> Directions:
All of the records must come back exactly. Please repeat them in full.
═══ Entries supplied ═══
use axum::extract::{Request, State};
use axum::middleware::Next;
use axum::response::{IntoResponse, Redirect, Response};

use crate::auth::identity::resolve_signed_in_name;
use crate::state::AppState;

/// Middleware that only lets signed-in requests through.
///
/// A cookie that cannot be read is answered with a 500 and an absent
/// identity with a redirect home. In both cases the wrapped handler never
/// runs.
pub async fn require_sign_in(
    State(state): State<AppState>,
    request: Request,
    next: Next,
) -> Response {
    let name = match resolve_signed_in_name(request.headers(), &state.config.auth.cookie_name) {
        Ok(name) => name,
        Err(e) => return e.into_response(),
    };

    if name.is_empty() {
        tracing::debug!("Not signed in, redirecting {} to /", request.uri().path());
        return Redirect::to("/").into_response();
    }

    next.run(request).await
}

#[cfg(test)]
mod tests {
    use super::*;
    use axum::body::Body;
    use axum::http::{header, HeaderValue, StatusCode};
    use axum::middleware;
    use axum::routing::get;
    use axum::Router;
    use std::sync::atomic::{AtomicUsize, Ordering};
    use std::sync::Arc;
    use std::time::Duration;
    use tower::ServiceExt;

    use crate::config::{Config, DatabaseConfig};
    use crate::db::{self, SqliteForumRepository};

    fn test_state(dir: &tempfile::TempDir) -> AppState {
        let config = DatabaseConfig {
            path: dir.path().join("forum.db"),
            ..DatabaseConfig::default()
        };
        let pool = db::create_pool(&config).unwrap();
        AppState {
            store: Arc::new(SqliteForumRepository::new(pool, Duration::from_secs(5))),
            config: Config::default(),
        }
    }

    fn gated_app(state: AppState, calls: Arc<AtomicUsize>) -> Router {
        Router::new()
            .route(
                "/secret",
                get(move || {
                    let calls = calls.clone();
                    async move {
                        calls.fetch_add(1, Ordering::SeqCst);
                        "secret"
                    }
                }),
            )
            .route_layer(middleware::from_fn_with_state(
                state.clone(),
                require_sign_in,
            ))
            .with_state(state)
    }

    fn request(cookie: Option<HeaderValue>) -> Request {
        let mut builder = axum::http::Request::builder().uri("/secret");
        if let Some(cookie) = cookie {
            builder = builder.header(header::COOKIE, cookie);
        }
        builder.body(Body::empty()).unwrap()
    }

    #[tokio::test]
    async fn signed_in_request_reaches_handler() {
        let tmp = tempfile::tempdir().unwrap();
        let calls = Arc::new(AtomicUsize::new(0));
        let app = gated_app(test_state(&tmp), calls.clone());

        let response = app
            .oneshot(request(Some(HeaderValue::from_static("name=alice"))))
            .await
            .unwrap();

        assert_eq!(response.status(), StatusCode::OK);
        assert_eq!(calls.load(Ordering::SeqCst), 1);
    }

    #[tokio::test]
    async fn missing_identity_redirects_without_running_handler() {
        let tmp = tempfile::tempdir().unwrap();
        let calls = Arc::new(AtomicUsize::new(0));
        let app = gated_app(test_state(&tmp), calls.clone());

        let response = app.oneshot(request(None)).await.unwrap();

        assert!(response.status().is_redirection());
        assert_eq!(response.headers().get(header::LOCATION).unwrap(), "/");
        assert_eq!(calls.load(Ordering::SeqCst), 0);
    }

    #[tokio::test]
    async fn empty_identity_redirects() {
        let tmp = tempfile::tempdir().unwrap();
        let calls = Arc::new(AtomicUsize::new(0));
        let app = gated_app(test_state(&tmp), calls.clone());

        let response = app
            .oneshot(request(Some(HeaderValue::from_static("name="))))
            .await
            .unwrap();

        assert!(response.status().is_redirection());
        assert_eq!(calls.load(Ordering::SeqCst), 0);
    }

    #[tokio::test]
    async fn unreadable_cookie_fails_without_running_handler() {
        let tmp = tempfile::tempdir().unwrap();
        let calls = Arc::new(AtomicUsize::new(0));
        let app = gated_app(test_state(&tmp), calls.clone());

        let cookie = HeaderValue::from_bytes(b"name=caf\xe9").unwrap();
        let response = app.oneshot(request(Some(cookie))).await.unwrap();

        assert_eq!(response.status(), StatusCode::INTERNAL_SERVER_ERROR);
        assert_eq!(calls.load(Ordering::SeqCst), 0);
    }
}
═══
> Expected output:
use axum::extract::{Request, State};
use axum::middleware::Next;
use axum::response::{IntoResponse, Redirect, Response};

use crate::auth::identity::resolve_signed_in_name;
use crate::state::AppState;

/// Middleware that only lets signed-in requests through.
///
/// A cookie that cannot be read is answered with a 500 and an absent
/// identity with a redirect home. In both cases the wrapped handler never
/// runs.
pub async fn require_sign_in(
    State(state): State<AppState>,
    request: Request,
    next: Next,
) -> Response {
    let name = match resolve_signed_in_name(request.headers(), &state.config.auth.cookie_name) {
        Ok(name) => name,
        Err(e) => return e.into_response(),
    };

    if name.is_empty() {
        tracing::debug!("Not signed in, redirecting {} to /", request.uri().path());
        return Redirect::to("/").into_response();
    }

    next.run(request).await
}

#[cfg(test)]
mod tests {
    use super::*;
    use axum::body::Body;
    use axum::http::{header, HeaderValue, StatusCode};
    use axum::middleware;
    use axum::routing::get;
    use axum::Router;
    use std::sync::atomic::{AtomicUsize, Ordering};
    use std::sync::Arc;
    use std::time::Duration;
    use tower::ServiceExt;

    use crate::config::{Config, DatabaseConfig};
    use crate::db::{self, SqliteForumRepository};

    fn test_state(dir: &tempfile::TempDir) -> AppState {
        let config = DatabaseConfig {
            path: dir.path().join("forum.db"),
            ..DatabaseConfig::default()
        };
        let pool = db::create_pool(&config).unwrap();
        AppState {
            store: Arc::new(SqliteForumRepository::new(pool, Duration::from_secs(5))),
            config: Config::default(),
        }
    }

    fn gated_app(state: AppState, calls: Arc<AtomicUsize>) -> Router {
        Router::new()
            .route(
                "/secret",
                get(move || {
                    let calls = calls.clone();
                    async move {
                        calls.fetch_add(1, Ordering::SeqCst);
                        "secret"
                    }
                }),
            )
            .route_layer(middleware::from_fn_with_state(
                state.clone(),
                require_sign_in,
            ))
            .with_state(state)
    }

    fn request(cookie: Option<HeaderValue>) -> Request {
        let mut builder = axum::http::Request::builder().uri("/secret");
        if let Some(cookie) = cookie {
            builder = builder.header(header::COOKIE, cookie);
        }
        builder.body(Body::empty()).unwrap()
    }

    #[tokio::test]
    async fn signed_in_request_reaches_handler() {
        let tmp = tempfile::tempdir().unwrap();
        let calls = Arc::new(AtomicUsize::new(0));
        let app = gated_app(test_state(&tmp), calls.clone());

        let response = app
            .oneshot(request(Some(HeaderValue::from_static("name=alice"))))
            .await
            .unwrap();

        assert_eq!(response.status(), StatusCode::OK);
        assert_eq!(calls.load(Ordering::SeqCst), 1);
    }

    #[tokio::test]
    async fn missing_identity_redirects_without_running_handler() {
        let tmp = tempfile::tempdir().unwrap();
        let calls = Arc::new(AtomicUsize::new(0));
        let app = gated_app(test_state(&tmp), calls.clone());

        let response = app.oneshot(request(None)).await.unwrap();

        assert!(response.status().is_redirection());
        assert_eq!(response.headers().get(header::LOCATION).unwrap(), "/");
        assert_eq!(calls.load(Ordering::SeqCst), 0);
    }

    #[tokio::test]
    async fn empty_identity_redirects() {
        let tmp = tempfile::tempdir().unwrap();
        let calls = Arc::new(AtomicUsize::new(0));
        let app = gated_app(test_state(&tmp), calls.clone());

        let response = app
            .oneshot(request(Some(HeaderValue::from_static("name="))))
            .await
            .unwrap();

        assert!(response.status().is_redirection());
        assert_eq!(calls.load(Ordering::SeqCst), 0);
    }

    #[tokio::test]
    async fn unreadable_cookie_fails_without_running_handler() {
        let tmp = tempfile::tempdir().unwrap();
        let calls = Arc::new(AtomicUsize::new(0));
        let app = gated_app(test_state(&tmp), calls.clone());

        let cookie = HeaderValue::from_bytes(b"name=caf\xe9").unwrap();
        let response = app.oneshot(request(Some(cookie))).await.unwrap();

        assert_eq!(response.status(), StatusCode::INTERNAL_SERVER_ERROR);
        assert_eq!(calls.load(Ordering::SeqCst), 0);
    }
}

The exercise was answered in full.